GoSkyWatch

 

What makes GoSkyWatch different?


GoSkyWatch was designed first and foremost to be simple to use. We’ve used the accelerometer in a unique way for touchless operation to be able to identify objects in the sky quickly and accurately even with the iPod touch or earlier iPhones that don’t have a compass. No buttons to press, no modes to select, just point to the sky and start exploring.


Many features especially for efficient outdoor use:

  1. -Red light mode to preserve night vision.

  2. -Touchless sky navigation.

  3. -Planets are color coded showing their relative brightness to other stars for easy identification.

  4. -Search for a planet, star or deep space object and let the arrow guide the way.

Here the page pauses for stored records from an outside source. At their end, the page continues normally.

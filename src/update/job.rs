use std::sync::mpsc::channel;

use threadpool::ThreadPool;

use assemble;
use eventlog::{EventLog, Stage};
use plan::{Action, Instance, Job, Plan};
use super::{instance, Error, Result, UpdateCtx};

/// Per-job rollout phases
#[derive(Debug, Clone, Copy, PartialEq, Eq)]
pub enum JobState {
    Idle,
    Canaries,
    Batches,
    Done,
    Halted,
}

pub struct JobReport {
    pub job: String,
    pub state: JobState,
    pub updated: usize,
}

/// Canary-then-batch rollout of one job
///
/// The canary set runs first with concurrency `min(canaries, max_in_flight)`
/// and gates everything else: any canary failure halts the job before a
/// single batch instance is touched. The rest run in fixed batches of
/// `max_in_flight`; a failing batch drains its in-flight siblings and then
/// halts. Batch N always completes before batch N+1 starts.
pub fn update_job(ctx: &UpdateCtx, plan: &Plan, job: &Job, log: &EventLog) -> Result<JobReport> {
    let targets: Vec<Instance> = plan
        .instances_of(&job.name)
        .into_iter()
        .filter(|i| i.action != Action::Noop)
        .cloned()
        .collect();
    let mut report = JobReport {
        job: job.name.clone(),
        state: JobState::Idle,
        updated: 0,
    };
    if targets.is_empty() {
        debug!("job {} is already converged", job.name);
        report.state = JobState::Done;
        return Ok(report);
    }

    let stage = log.stage(&format!("Updating job {}", job.name), targets.len() as u32);
    let max_in_flight = job.update.max_in_flight as usize;
    let canary_n = ::std::cmp::min(job.update.canaries as usize, targets.len());

    report.state = JobState::Canaries;
    if canary_n > 0 {
        let workers = clamp_workers(::std::cmp::min(canary_n, max_in_flight), ctx.cap);
        if let Err(e) = run_batch(ctx, plan, job, &stage, &targets[..canary_n], workers, true) {
            warn!("halting job {}: canary failed: {}", job.name, e);
            report.state = JobState::Halted;
            return Err(e);
        }
        report.updated += canary_n;
    }

    report.state = JobState::Batches;
    for batch in targets[canary_n..].chunks(max_in_flight) {
        ctx.cancel.check()?;
        let workers = clamp_workers(batch.len(), ctx.cap);
        if let Err(e) = run_batch(ctx, plan, job, &stage, batch, workers, false) {
            warn!("halting job {}: batch failed: {}", job.name, e);
            report.state = JobState::Halted;
            return Err(e);
        }
        report.updated += batch.len();
    }

    report.state = JobState::Done;
    info!("updated {} instances of job {}", report.updated, job.name);
    Ok(report)
}

fn clamp_workers(wanted: usize, cap: usize) -> usize {
    ::std::cmp::max(1, ::std::cmp::min(wanted, cap))
}

// One concurrent batch. Waits for every in-flight sibling before returning
// and propagates the first error, so a failure never leaks work into the
// next batch.
fn run_batch(
    ctx: &UpdateCtx,
    plan: &Plan,
    job: &Job,
    stage: &Stage,
    batch: &[Instance],
    workers: usize,
    canary: bool,
) -> Result<()> {
    let pool = ThreadPool::new(workers);
    let (tx, rx) = channel();
    for inst in batch {
        let label = if canary {
            format!("{}/{} (canary)", job.name, inst.index)
        } else {
            format!("{}/{}", job.name, inst.index)
        };
        let tags = if canary { vec!["canary".to_string()] } else { vec![] };
        let task = stage.task_tagged(&label, tags);

        // satisfying thread safety
        let tctx = ctx.clone();
        let tinst = inst.clone();
        let spec = assemble::target_spec(plan, inst);
        let tpool = plan.pools[&inst.pool].clone();
        let watch = if canary {
            job.update.canary_watch_time
        } else {
            job.update.update_watch_time
        };

        let tx = tx.clone(); // tx channel reused in each thread
        pool.execute(move || {
            task.start();
            let res = instance::run(&tctx, &tinst, &tpool, &spec, &watch, &task);
            match res {
                Ok(_) => task.finish(),
                Err(ref e) => task.fail(&format!("{}", e)),
            }
            tx.send(res).expect("channel will be there waiting for the pool");
        });
    }

    // wait for the whole batch, then surface the first error
    let failures: Vec<Error> = rx.iter().take(batch.len()).filter_map(Result::err).collect();
    match failures.into_iter().next() {
        Some(e) => Err(e),
        None => Ok(()),
    }
}

#[cfg(test)]
mod tests {
    use std::sync::Arc;

    use agent::MockAgent;
    use assemble;
    use clock::FakeClock;
    use cpi::MockCloud;
    use eventlog::{EventLog, MemorySink, TaskState};
    use plan::{Plan, PlanOptions};
    use store::Store;
    use update::{Canceller, UpdateCtx};
    use super::{update_job, JobState};

    fn manifest(instances: u32, canaries: u32, max_in_flight: u32) -> String {
        [
            "name: prod".to_string(),
            "releases:".to_string(),
            "- {name: app, version: 1}".to_string(),
            "networks:".to_string(),
            "- name: default".to_string(),
            "resource_pools:".to_string(),
            "- name: small".to_string(),
            format!("  size: {}", instances),
            "  network: default".to_string(),
            "  stemcell: {name: ubuntu, version: 1}".to_string(),
            "update:".to_string(),
            format!("  canaries: {}", canaries),
            format!("  max_in_flight: {}", max_in_flight),
            "  canary_watch_time: 100-400".to_string(),
            "  update_watch_time: 100-400".to_string(),
            "jobs:".to_string(),
            "- name: web".to_string(),
            "  template: server".to_string(),
            format!("  instances: {}", instances),
            "  resource_pool: small".to_string(),
            "  networks: [default]".to_string(),
        ].join("\n")
    }

    struct Rig {
        plan: Plan,
        ctx: UpdateCtx,
        agent: Arc<MockAgent>,
        log: EventLog,
        sink: MemorySink,
    }

    fn rig(instances: u32, canaries: u32, max_in_flight: u32) -> Rig {
        let mut plan = Plan::parse(&manifest(instances, canaries, max_in_flight), &PlanOptions::default()).unwrap();
        let store = Store::new();
        let clock = Arc::new(FakeClock::at(0));
        let sink = MemorySink::new();
        let log = EventLog::new(Box::new(sink.clone()), clock.clone(), 1024);
        assemble::prepare(&mut plan, &store, &log).unwrap();
        let agent = Arc::new(MockAgent::new());
        let ctx = UpdateCtx {
            deployment: "prod".into(),
            store,
            cloud: Arc::new(MockCloud::new()),
            agent: agent.clone(),
            clock,
            cancel: Canceller::new(),
            poll_ms: 50,
            cap: 8,
        };
        Rig { plan, ctx, agent, log, sink }
    }

    #[test]
    fn canary_failure_halts_before_any_batch_starts() {
        let r = rig(5, 1, 2);
        r.agent.fail_apply("web", 0);
        let job = r.plan.job("web").unwrap();
        let res = update_job(&r.ctx, &r.plan, job, &r.log);
        assert!(res.is_err());
        r.log.close();

        let evs: Vec<_> = r
            .sink
            .events()
            .into_iter()
            .filter(|e| e.stage == "Updating job web")
            .collect();
        // exactly one started and one failed event, both for the canary
        assert_eq!(evs.iter().filter(|e| e.state == TaskState::Started).count(), 1);
        assert_eq!(evs.iter().filter(|e| e.state == TaskState::Failed).count(), 1);
        assert!(evs.iter().all(|e| e.index == 1));
        assert!(evs
            .iter()
            .filter(|e| e.state == TaskState::Started)
            .all(|e| e.tags == vec!["canary".to_string()]));
        // only the canary ever reached the agent
        assert!(r.agent.max_concurrent_applies() <= 1);
        // the store still has no record for any instance
        assert_eq!(r.ctx.store.instances_of("prod").unwrap().len(), 0);
    }

    #[test]
    fn canaries_complete_before_batches_and_batches_stay_bounded() {
        let r = rig(5, 1, 2);
        let job = r.plan.job("web").unwrap();
        let report = update_job(&r.ctx, &r.plan, job, &r.log).unwrap();
        r.log.close();
        assert_eq!(report.state, JobState::Done);
        assert_eq!(report.updated, 5);

        let evs: Vec<_> = r
            .sink
            .events()
            .into_iter()
            .filter(|e| e.stage == "Updating job web")
            .collect();
        // canary terminal precedes every non-canary start
        let canary_done = evs
            .iter()
            .position(|e| e.index == 1 && e.state == TaskState::Finished)
            .unwrap();
        let first_batch_start = evs
            .iter()
            .position(|e| e.index > 1 && e.state == TaskState::Started)
            .unwrap();
        assert!(canary_done < first_batch_start);

        // batch one (indices 2,3) fully terminal before batch two (4,5) starts
        let batch1_done = evs
            .iter()
            .enumerate()
            .filter(|&(_, e)| (e.index == 2 || e.index == 3) && e.state == TaskState::Finished)
            .map(|(i, _)| i)
            .max()
            .unwrap();
        let batch2_start = evs
            .iter()
            .position(|e| e.index > 3 && e.state == TaskState::Started)
            .unwrap();
        assert!(batch1_done < batch2_start);

        // never more than max_in_flight instances applying at once
        assert!(r.agent.max_concurrent_applies() <= 2);
        // every instance record landed
        assert_eq!(r.ctx.store.instances_of("prod").unwrap().len(), 5);
    }

    #[test]
    fn batch_failure_drains_siblings_then_halts() {
        let r = rig(6, 1, 2);
        r.agent.fail_apply("web", 2);
        let job = r.plan.job("web").unwrap();
        assert!(update_job(&r.ctx, &r.plan, job, &r.log).is_err());
        r.log.close();

        let evs: Vec<_> = r
            .sink
            .events()
            .into_iter()
            .filter(|e| e.stage == "Updating job web")
            .collect();
        // canary plus first batch ran; second batch never started
        let started: Vec<u32> = evs
            .iter()
            .filter(|e| e.state == TaskState::Started)
            .map(|e| e.index)
            .collect();
        assert!(started.contains(&1));
        assert!(started.contains(&2) && started.contains(&3));
        assert!(!started.contains(&4) && !started.contains(&5));
        // the sibling of the failed instance still reached a terminal state
        let terminals = evs
            .iter()
            .filter(|e| e.state == TaskState::Finished || e.state == TaskState::Failed)
            .count();
        assert_eq!(terminals, 3);
    }

    #[test]
    fn converged_jobs_skip_their_stage() {
        let mut r = rig(2, 1, 1);
        for inst in r.plan.instances.iter_mut() {
            inst.action = ::plan::Action::Noop;
        }
        let job = r.plan.job("web").unwrap().clone();
        let report = update_job(&r.ctx, &r.plan, &job, &r.log).unwrap();
        r.log.close();
        assert_eq!(report.state, JobState::Done);
        assert_eq!(report.updated, 0);
        assert!(r.sink.events().iter().all(|e| e.stage != "Updating job web"));
    }
}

  5. -Star magnitude adjustment to viewing conditions

  6. -The display automatically orients correctly to any angle so you don’t have the hold the device exactly in landscape or portrait to line up the view with what you see.


We’ve all heard about the zodiac signs and all the mythical creatures in the sky by connecting the dots. But just how do the lines actually form a creature or object in the sky. With that in mind GoSkyWatch is the first iPhone application to overlay the constellations with the images the lines represent. We believe it adds a whole new dimension to exploring the constellations.

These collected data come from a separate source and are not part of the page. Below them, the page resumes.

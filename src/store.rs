use std::collections::{BTreeMap, BTreeSet};
use std::sync::{Arc, Mutex};

use super::{ErrorKind, Result};

/// Last successful state of a deployment
#[derive(Serialize, Deserialize, Clone, Debug, Default)]
pub struct DeploymentRecord {
    pub name: String,
    /// Manifest text of the last successful apply
    #[serde(default, skip_serializing_if = "Option::is_none")]
    pub manifest: Option<String>,
    /// Exact `(name, version)` release set used
    #[serde(default)]
    pub release_versions: BTreeSet<(String, String)>,
    /// Stemcell join rows, reconciled on successful apply
    #[serde(default)]
    pub stemcells: BTreeSet<(String, String)>,
}

/// Current truth for one `(deployment, job, index)` slot
#[derive(Serialize, Deserialize, Clone, Debug)]
pub struct InstanceRecord {
    pub deployment: String,
    pub job: String,
    pub index: u32,
    /// started | stopped | detached
    pub state: String,
    #[serde(default, skip_serializing_if = "Option::is_none")]
    pub vm_cid: Option<String>,
    #[serde(default, skip_serializing_if = "Option::is_none")]
    pub disk_cid: Option<String>,
    #[serde(default, skip_serializing_if = "Option::is_none")]
    pub spec_digest: Option<String>,
    #[serde(default)]
    pub networks: Vec<String>,
}

/// A VM created through the CPI
#[derive(Serialize, Deserialize, Clone, Debug)]
pub struct VmRecord {
    pub cid: String,
    pub deployment: String,
    pub pool: String,
    pub stemcell: (String, String),
    /// Idle VMs belong to their pool; allocated ones to an instance
    pub idle: bool,
}

/// A persistent disk created through the CPI
#[derive(Serialize, Deserialize, Clone, Debug)]
pub struct DiskRecord {
    pub cid: String,
    pub deployment: String,
    pub size: u64,
    /// Set while attached to a VM
    #[serde(default, skip_serializing_if = "Option::is_none")]
    pub attached_to: Option<String>,
}

/// All record tables; cloned wholesale per transaction
#[derive(Clone, Debug, Default)]
pub struct Tables {
    pub deployments: BTreeMap<String, DeploymentRecord>,
    pub releases: BTreeSet<(String, String)>,
    pub stemcells: BTreeSet<(String, String)>,
    pub instances: BTreeMap<(String, String, u32), InstanceRecord>,
    pub vms: BTreeMap<String, VmRecord>,
    pub disks: BTreeMap<String, DiskRecord>,
}

/// The orchestrator's store handle
///
/// Multi-row updates go through `transaction`, which commits the mutated
/// tables only when the closure succeeds; an error leaves the store
/// untouched. The real persistence layer behind this interface is someone
/// else's problem.
#[derive(Clone, Default)]
pub struct Store {
    inner: Arc<Mutex<Tables>>,
}

impl Store {
    pub fn new() -> Store {
        Store::default()
    }

    pub fn transaction<T, F>(&self, f: F) -> Result<T>
    where
        F: FnOnce(&mut Tables) -> Result<T>,
    {
        let mut guard = self
            .inner
            .lock()
            .map_err(|_| ErrorKind::StoreTransactionFailed("store mutex poisoned".into()))?;
        let mut work = guard.clone();
        match f(&mut work) {
            Ok(res) => {
                *guard = work;
                Ok(res)
            }
            Err(e) => Err(e),
        }
    }

    /// Read-only snapshot access
    pub fn read<T, F>(&self, f: F) -> Result<T>
    where
        F: FnOnce(&Tables) -> T,
    {
        let guard = self
            .inner
            .lock()
            .map_err(|_| ErrorKind::StoreTransactionFailed("store mutex poisoned".into()))?;
        Ok(f(&guard))
    }

    pub fn deployment(&self, name: &str) -> Result<Option<DeploymentRecord>> {
        self.read(|t| t.deployments.get(name).cloned())
    }

    pub fn instances_of(&self, deployment: &str) -> Result<Vec<InstanceRecord>> {
        self.read(|t| {
            t.instances
                .values()
                .filter(|i| i.deployment == deployment)
                .cloned()
                .collect()
        })
    }

    pub fn idle_vms(&self, deployment: &str, pool: &str) -> Result<Vec<VmRecord>> {
        self.read(|t| {
            t.vms
                .values()
                .filter(|v| v.idle && v.deployment == deployment && v.pool == pool)
                .cloned()
                .collect()
        })
    }

    /// Register a release version; versions are immutable once present
    pub fn save_release_version(&self, name: &str, version: &str) -> Result<()> {
        self.transaction(|t| {
            t.releases.insert((name.to_string(), version.to_string()));
            Ok(())
        })
    }

    /// Delete a release version; refused while any deployment references it
    pub fn delete_release_version(&self, name: &str, version: &str) -> Result<()> {
        self.transaction(|t| {
            let key = (name.to_string(), version.to_string());
            let held = t
                .deployments
                .values()
                .any(|d| d.release_versions.contains(&key));
            if held {
                bail!("release {}/{} is still referenced by a deployment", name, version);
            }
            t.releases.remove(&key);
            Ok(())
        })
    }

    /// Rewrite a deployment's release-version set and manifest in one go
    pub fn commit_deployment(
        &self,
        name: &str,
        manifest: &str,
        releases: &BTreeSet<(String, String)>,
    ) -> Result<()> {
        self.transaction(|t| {
            for r in releases {
                t.releases.insert(r.clone());
            }
            let d = t.deployments.entry(name.to_string()).or_insert_with(|| DeploymentRecord {
                name: name.to_string(),
                ..Default::default()
            });
            d.manifest = Some(manifest.to_string());
            d.release_versions = releases.clone();
            Ok(())
        })
    }

    /// Reconcile the stemcell join rows to exactly the used set
    pub fn update_stemcell_references(
        &self,
        deployment: &str,
        used: &BTreeSet<(String, String)>,
    ) -> Result<()> {
        self.transaction(|t| {
            for s in used {
                t.stemcells.insert(s.clone());
            }
            if let Some(d) = t.deployments.get_mut(deployment) {
                let stale: Vec<_> = d.stemcells.difference(used).cloned().collect();
                for s in &stale {
                    debug!("removing stale stemcell reference {}/{}", s.0, s.1);
                }
                d.stemcells = used.clone();
            }
            Ok(())
        })
    }
}

#[cfg(test)]
mod tests {
    use std::collections::BTreeSet;
    use super::Store;

    #[test]
    fn transactions_roll_back_on_error() {
        let store = Store::new();
        store.save_release_version("app", "1").unwrap();
        let res: ::Result<()> = store.transaction(|t| {
            t.releases.insert(("app".into(), "2".into()));
            bail!("nope");
        });
        assert!(res.is_err());
        let releases = store.read(|t| t.releases.clone()).unwrap();
        assert_eq!(releases.len(), 1);
        assert!(releases.contains(&("app".into(), "1".into())));
    }

    #[test]
    fn release_versions_are_refcounted_by_deployments() {
        let store = Store::new();
        let mut set = BTreeSet::new();
        set.insert(("app".to_string(), "1".to_string()));
        store.commit_deployment("prod", "name: prod", &set).unwrap();
        assert!(store.delete_release_version("app", "1").is_err());

        // drop the reference, then deletion is allowed
        store.commit_deployment("prod", "name: prod", &BTreeSet::new()).unwrap();
        assert!(store.delete_release_version("app", "1").is_ok());
    }

    #[test]
    fn stemcell_references_reconcile_to_the_used_set() {
        let store = Store::new();
        let mut old = BTreeSet::new();
        old.insert(("ubuntu".to_string(), "1".to_string()));
        old.insert(("ubuntu".to_string(), "2".to_string()));
        store.commit_deployment("prod", "m", &BTreeSet::new()).unwrap();
        store.update_stemcell_references("prod", &old).unwrap();

        let mut used = BTreeSet::new();
        used.insert(("ubuntu".to_string(), "2".to_string()));
        store.update_stemcell_references("prod", &used).unwrap();
        let d = store.deployment("prod").unwrap().unwrap();
        assert_eq!(d.stemcells, used);
    }
}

Finally we wanted to use the exceptional graphics and animation capabilities of the iPhone to the fullest for a smooth seamless interaction with the sky. You’ll feel like you are in control of the universe.


We hope you have as much fun with GoSkyWatch as we did creating it and using it ourselves. We’d love to hear about your sky watching stories. So go outside explore, discover and most importantly have fun.



Having trouble deciding which of the many iPhone star charting apps is right for you?

See independent review of apps by physics professor Dan Schroeder of Weber State University at http://physics.weber.edu/schroeder/iPhoneStarApps



Background


GoSkyWatch came about after my niece asked me if that was Mars above us. I just didn’t know. The family then went into a somewhat humorous heated discussion debating whether or not it was even a planet. We all knew about the planets in the solar system and that they could be seen but never actually knew where they were. After that I searched and found a nice astronomy application for my PDA at the time which answered our questions but found it just too complex for what I needed. I didn’t need to know about everything I couldn’t actually see without a telescope on me. I just wanted to know about what we could actually see and something so simple my niece could use.